[Stored data]
^^^^^^^^^^^^^^^^
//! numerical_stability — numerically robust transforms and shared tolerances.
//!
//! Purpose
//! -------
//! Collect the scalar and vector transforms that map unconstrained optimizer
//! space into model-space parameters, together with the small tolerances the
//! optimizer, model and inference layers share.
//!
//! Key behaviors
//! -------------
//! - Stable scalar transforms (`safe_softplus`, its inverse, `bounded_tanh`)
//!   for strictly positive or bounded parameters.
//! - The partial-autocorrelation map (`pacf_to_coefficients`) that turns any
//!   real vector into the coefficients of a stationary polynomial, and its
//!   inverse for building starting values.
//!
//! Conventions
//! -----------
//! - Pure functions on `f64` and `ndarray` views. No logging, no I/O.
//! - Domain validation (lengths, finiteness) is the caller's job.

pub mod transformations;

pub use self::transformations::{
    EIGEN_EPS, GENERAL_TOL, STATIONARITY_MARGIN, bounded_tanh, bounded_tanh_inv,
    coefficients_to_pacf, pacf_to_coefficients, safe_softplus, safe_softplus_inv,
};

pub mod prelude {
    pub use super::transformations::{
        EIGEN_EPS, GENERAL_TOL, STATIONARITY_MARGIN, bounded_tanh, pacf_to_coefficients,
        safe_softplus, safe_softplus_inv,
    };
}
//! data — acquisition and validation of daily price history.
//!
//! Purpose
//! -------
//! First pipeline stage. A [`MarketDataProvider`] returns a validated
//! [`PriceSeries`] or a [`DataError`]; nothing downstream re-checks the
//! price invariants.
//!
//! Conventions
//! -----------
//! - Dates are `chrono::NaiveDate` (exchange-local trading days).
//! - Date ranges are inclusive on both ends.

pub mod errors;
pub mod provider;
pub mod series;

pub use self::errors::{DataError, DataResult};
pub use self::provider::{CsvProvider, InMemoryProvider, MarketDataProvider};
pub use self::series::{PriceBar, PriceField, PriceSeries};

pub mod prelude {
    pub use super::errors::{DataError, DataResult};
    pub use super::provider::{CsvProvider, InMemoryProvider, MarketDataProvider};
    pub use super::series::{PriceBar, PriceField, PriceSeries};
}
^^^^^^^^^^^^^^^^
• _About this task_
Each line of the data that holds "PriceField" should be reported.

• _Response to this task_
pub use self::series::{PriceBar, PriceField, PriceSeries};
    pub use super::series::{PriceBar, PriceField, PriceSeries};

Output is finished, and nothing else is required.